## [Task prompt]
Of the lines listed below, return exactly those that run from the line containing "canonical segment list" through the line containing "Parse a version", both included.

*** Begin section ***

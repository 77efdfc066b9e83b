// src/version/mod.rs

//! Version handling and requirement satisfaction for package dependencies
//!
//! Versions are ordered sequences of dot-separated segments. Numeric segments
//! compare numerically, alphanumeric segments lexically, and an alphanumeric
//! segment always orders below a numeric one, so `1.0.a < 1.0.0`. Missing
//! trailing segments count as zero (`1.0 == 1.0.0`). A version containing any
//! alphanumeric segment is a prerelease and orders below the corresponding
//! release.

use crate::error::{Error, Result};
use std::cmp::Ordering;
use std::fmt;
use std::hash::{Hash, Hasher};
use std::str::FromStr;

/// One version segment: either a number or an alphanumeric tag.
#[derive(Debug, Clone, PartialEq, Eq, Hash)]
pub enum Segment {
    Num(u64),
    Alpha(String),
}

impl Segment {
    fn compare(&self, other: &Segment) -> Ordering {
        match (self, other) {
            (Segment::Num(a), Segment::Num(b)) => a.cmp(b),
            (Segment::Alpha(a), Segment::Alpha(b)) => a.cmp(b),
            // Alphanumeric tags mark prereleases and sort below numbers.
            (Segment::Alpha(_), Segment::Num(_)) => Ordering::Less,
            (Segment::Num(_), Segment::Alpha(_)) => Ordering::Greater,
        }
    }
}

impl fmt::Display for Segment {
    fn fmt(&self, f: &mut fmt::Formatter<'_>) -> fmt::Result {
        match self {
            Segment::Num(n) => write!(f, "{}", n),
            Segment::Alpha(s) => write!(f, "{}", s),
        }
    }
}

/// A parsed package version.
///
/// Keeps the original text for display, and a canonical segment list
/// (trailing zero segments stripped) for comparison and hashing.
#[derive(Debug, Clone)]
pub struct Version {
    raw: String,
    segments: Vec<Segment>,
}

impl Version {
    /// Parse a version string like `1.2.3`, `3.0.0.alpha.5` or `2.0.0.rc1`.
    pub fn parse(s: &str) -> Result<Self> {
        let raw = s.trim();
        if raw.is_empty() {
            return Err(Error::VersionParse {
                input: s.to_string(),
                reason: "empty version".to_string(),
            });
        }
        if !raw.chars().all(|c| c.is_ascii_alphanumeric() || c == '.') {
            return Err(Error::VersionParse {
                input: s.to_string(),
                reason: "versions may only contain alphanumerics and dots".to_string(),
            });
        }

        let mut segments = Vec::new();
        for piece in raw.split('.') {
            if piece.is_empty() {
                return Err(Error::VersionParse {
                    input: s.to_string(),
                    reason: "empty segment".to_string(),
                });
            }
            // Split runs of digits and letters within a piece, so `rc1`
            // becomes ("rc", 1) and sorts the way humans expect.
            let mut rest = piece;
            while !rest.is_empty() {
                let digits = rest.chars().next().is_some_and(|c| c.is_ascii_digit());
                let run_len = rest
                    .chars()
                    .take_while(|c| c.is_ascii_digit() == digits)
                    .count();
                let (run, tail) = rest.split_at(run_len);
                if digits {
                    let n = run.parse::<u64>().map_err(|e| Error::VersionParse {
                        input: s.to_string(),
                        reason: e.to_string(),
                    })?;
                    segments.push(Segment::Num(n));
                } else {
                    segments.push(Segment::Alpha(run.to_string()));
                }
                rest = tail;
            }
        }

        // Trailing zeros are not significant: 1.0 == 1.0.0.
        while matches!(segments.last(), Some(Segment::Num(0))) && segments.len() > 1 {
            segments.pop();
        }

        Ok(Self {
            raw: raw.to_string(),
            segments,
        })
    }

    fn from_numeric(segs: &[u64]) -> Self {
        let raw = segs
            .iter()
            .map(|n| n.to_string())
            .collect::<Vec<_>>()
            .join(".");
        let mut segments: Vec<Segment> = segs.iter().map(|&n| Segment::Num(n)).collect();
        while matches!(segments.last(), Some(Segment::Num(0))) && segments.len() > 1 {
            segments.pop();
        }
        Self { raw, segments }
    }

    /// Canonical segments (trailing zeros stripped).
    pub fn segments(&self) -> &[Segment] {
        &self.segments
    }

    /// A version is a prerelease when any segment is alphanumeric.
    pub fn is_prerelease(&self) -> bool {
        self.segments
            .iter()
            .any(|s| matches!(s, Segment::Alpha(_)))
    }

    /// The smallest version strictly above every `self.x` release: the
    /// numeric prefix with its last-but-one segment incremented.
    ///
    /// `1.2.3` bumps to `1.3`, `1.2` to `2`, `5` to `6`. Used by the
    /// pessimistic operator.
    pub fn bump(&self) -> Version {
        let mut nums: Vec<u64> = Vec::new();
        for seg in &self.segments {
            match seg {
                Segment::Num(n) => nums.push(*n),
                Segment::Alpha(_) => break,
            }
        }
        if nums.is_empty() {
            nums.push(0);
        }
        if nums.len() > 1 {
            nums.pop();
        }
        if let Some(last) = nums.last_mut() {
            *last += 1;
        }
        Version::from_numeric(&nums)
    }
}

impl PartialEq for Version {
    fn eq(&self, other: &Self) -> bool {
        self.segments == other.segments
    }
}

impl Eq for Version {}

impl Hash for Version {
    fn hash<H: Hasher>(&self, state: &mut H) {
        self.segments.hash(state);
    }
}

impl Ord for Version {
    fn cmp(&self, other: &Self) -> Ordering {
        let len = self.segments.len().max(other.segments.len());
        let zero = Segment::Num(0);
        for i in 0..len {
            let a = self.segments.get(i).unwrap_or(&zero);
            let b = other.segments.get(i).unwrap_or(&zero);
            match a.compare(b) {
                Ordering::Equal => {}
                ord => return ord,
            }
        }
        Ordering::Equal
    }
}

impl PartialOrd for Version {
    fn partial_cmp(&self, other: &Self) -> Option<Ordering> {
        Some(self.cmp(other))
    }
}

impl fmt::Display for Version {
    fn fmt(&self, f: &mut fmt::Formatter<'_>) -> fmt::Result {
        write!(f, "{}", self.raw)
    }
}

impl FromStr for Version {
    type Err = Error;

    fn from_str(s: &str) -> std::result::Result<Self, Self::Err> {
        Version::parse(s)
    }
}

/// Requirement operators.
#[derive(Debug, Clone, Copy, PartialEq, Eq, Hash)]
pub enum Op {
    /// Exact version match
    Eq,
    /// Anything but this version
    NotEq,
    /// Strictly greater
    Gt,
    /// Greater or equal
    GtEq,
    /// Strictly less
    Lt,
    /// Less or equal
    LtEq,
    /// Pessimistic "compatible with": `~> 1.2.3` means `>= 1.2.3, < 1.3`
    Compatible,
}

impl Op {
    fn as_str(&self) -> &'static str {
        match self {
            Op::Eq => "=",
            Op::NotEq => "!=",
            Op::Gt => ">",
            Op::GtEq => ">=",
            Op::Lt => "<",
            Op::LtEq => "<=",
            Op::Compatible => "~>",
        }
    }
}

impl fmt::Display for Op {
    fn fmt(&self, f: &mut fmt::Formatter<'_>) -> fmt::Result {
        write!(f, "{}", self.as_str())
    }
}

/// A conjunction of operator clauses over versions.
///
/// A requirement with zero clauses matches any version. Clauses are stored in
/// canonical order (rendered form, descending) so equal requirements compare
/// and serialize identically regardless of construction order.
#[derive(Debug, Clone, PartialEq, Eq, Hash)]
pub struct Requirement {
    clauses: Vec<(Op, Version)>,
}

impl Requirement {
    /// The requirement that matches every version.
    pub fn any() -> Self {
        Self {
            clauses: Vec::new(),
        }
    }

    /// An exact-version requirement.
    pub fn exact(version: &Version) -> Self {
        Self::from_clauses(vec![(Op::Eq, version.clone())])
    }

    /// A requirement excluding exactly one version.
    pub fn excluding(version: &Version) -> Self {
        Self::from_clauses(vec![(Op::NotEq, version.clone())])
    }

    fn from_clauses(clauses: Vec<(Op, Version)>) -> Self {
        let mut req = Self { clauses };
        req.canonicalize();
        req
    }

    fn canonicalize(&mut self) {
        self.clauses
            .sort_by(|a, b| clause_string(b).cmp(&clause_string(a)));
        self.clauses.dedup();
    }

    /// Parse a requirement like `>= 1.0, < 2.0`, `~> 1.2.3` or `1.5`
    /// (a bare version means exact).
    pub fn parse(s: &str) -> Result<Self> {
        let s = s.trim();
        if s.is_empty() || s == "*" {
            return Ok(Self::any());
        }

        let mut clauses = Vec::new();
        for part in s.split(',') {
            let part = part.trim();
            if part.is_empty() {
                return Err(Error::RequirementParse {
                    input: s.to_string(),
                    reason: "empty clause".to_string(),
                });
            }
            let (op, rest) = if let Some(rest) = part.strip_prefix("~>") {
                (Op::Compatible, rest)
            } else if let Some(rest) = part.strip_prefix(">=") {
                (Op::GtEq, rest)
            } else if let Some(rest) = part.strip_prefix("<=") {
                (Op::LtEq, rest)
            } else if let Some(rest) = part.strip_prefix("!=") {
                (Op::NotEq, rest)
            } else if let Some(rest) = part.strip_prefix('>') {
                (Op::Gt, rest)
            } else if let Some(rest) = part.strip_prefix('<') {
                (Op::Lt, rest)
            } else if let Some(rest) = part.strip_prefix('=') {
                (Op::Eq, rest)
            } else {
                (Op::Eq, part)
            };
            clauses.push((op, Version::parse(rest.trim())?));
        }

        Ok(Self::from_clauses(clauses))
    }

    /// True when no clause constrains the version.
    pub fn is_none(&self) -> bool {
        self.clauses.is_empty()
    }

    pub fn clauses(&self) -> &[(Op, Version)] {
        &self.clauses
    }

    /// Check whether a version satisfies every clause. Pure and
    /// order-independent over clauses.
    pub fn matches(&self, version: &Version) -> bool {
        self.clauses.iter().all(|(op, v)| match op {
            Op::Eq => version == v,
            Op::NotEq => version != v,
            Op::Gt => version > v,
            Op::GtEq => version >= v,
            Op::Lt => version < v,
            Op::LtEq => version <= v,
            Op::Compatible => version >= v && *version < v.bump(),
        })
    }

    /// Prerelease versions are only admitted when some clause itself names a
    /// prerelease version.
    pub fn allows_prerelease(&self) -> bool {
        self.clauses.iter().any(|(_, v)| v.is_prerelease())
    }

    /// Conjoin two requirements: the result matches exactly the versions
    /// matched by both.
    pub fn intersect(&self, other: &Requirement) -> Requirement {
        let mut clauses = self.clauses.clone();
        clauses.extend(other.clauses.iter().cloned());
        Self::from_clauses(clauses)
    }

    /// Cheap unsatisfiability detection. `false` means the conjunction is
    /// provably empty; `true` means no contradiction was found (not a proof
    /// of satisfiability).
    pub fn is_satisfiable_hint(&self) -> bool {
        // Two distinct exact pins can never both hold; a single exact pin
        // must pass every other clause.
        let exacts: Vec<&Version> = self
            .clauses
            .iter()
            .filter(|(op, _)| *op == Op::Eq)
            .map(|(_, v)| v)
            .collect();
        if let Some(first) = exacts.first() {
            if exacts.iter().any(|v| v != first) {
                return false;
            }
            return self.matches(first);
        }

        // Effective bounds: greatest lower vs least upper.
        let mut lower: Option<(&Version, bool)> = None; // (version, inclusive)
        let mut upper: Option<(&Version, bool)> = None;
        let mut uppers_from_compat: Vec<Version> = Vec::new();
        for (op, v) in &self.clauses {
            match op {
                Op::Gt | Op::GtEq | Op::Compatible => {
                    let inclusive = *op != Op::Gt;
                    if lower.is_none_or(|(lv, _)| v > lv) {
                        lower = Some((v, inclusive));
                    }
                    if *op == Op::Compatible {
                        uppers_from_compat.push(v.bump());
                    }
                }
                Op::Lt | Op::LtEq => {
                    let inclusive = *op == Op::LtEq;
                    if upper.is_none_or(|(uv, _)| v < uv) {
                        upper = Some((v, inclusive));
                    }
                }
                Op::Eq | Op::NotEq => {}
            }
        }
        let upper_owned: Option<(Version, bool)> = {
            let explicit = upper.map(|(v, i)| (v.clone(), i));
            let compat = uppers_from_compat.into_iter().min().map(|v| (v, false));
            match (explicit, compat) {
                (Some(a), Some(b)) => Some(if b.0 < a.0 { b } else { a }),
                (a, b) => a.or(b),
            }
        };
        if let (Some((lo, lo_inc)), Some((hi, hi_inc))) = (lower, upper_owned.as_ref()) {
            match lo.cmp(hi) {
                Ordering::Greater => return false,
                Ordering::Equal if !(lo_inc && *hi_inc) => return false,
                _ => {}
            }
        }
        true
    }
}

impl Default for Requirement {
    fn default() -> Self {
        Self::any()
    }
}

fn clause_string(clause: &(Op, Version)) -> String {
    format!("{} {}", clause.0, clause.1)
}

impl fmt::Display for Requirement {
    fn fmt(&self, f: &mut fmt::Formatter<'_>) -> fmt::Result {
        if self.clauses.is_empty() {
            return write!(f, ">= 0");
        }
        let parts: Vec<String> = self.clauses.iter().map(clause_string).collect();
        write!(f, "{}", parts.join(", "))
    }
}

impl FromStr for Requirement {
    type Err = Error;

    fn from_str(s: &str) -> std::result::Result<Self, Self::Err> {
        Requirement::parse(s)
    }
}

*** End section ***

## [Reply]
/// Keeps the original text for display, and a canonical segment list
/// (trailing zero segments stripped) for comparison and hashing.
#[derive(Debug, Clone)]
pub struct Version {
    raw: String,
    segments: Vec<Segment>,
}

impl Version {
    /// Parse a version string like `1.2.3`, `3.0.0.alpha.5` or `2.0.0.rc1`.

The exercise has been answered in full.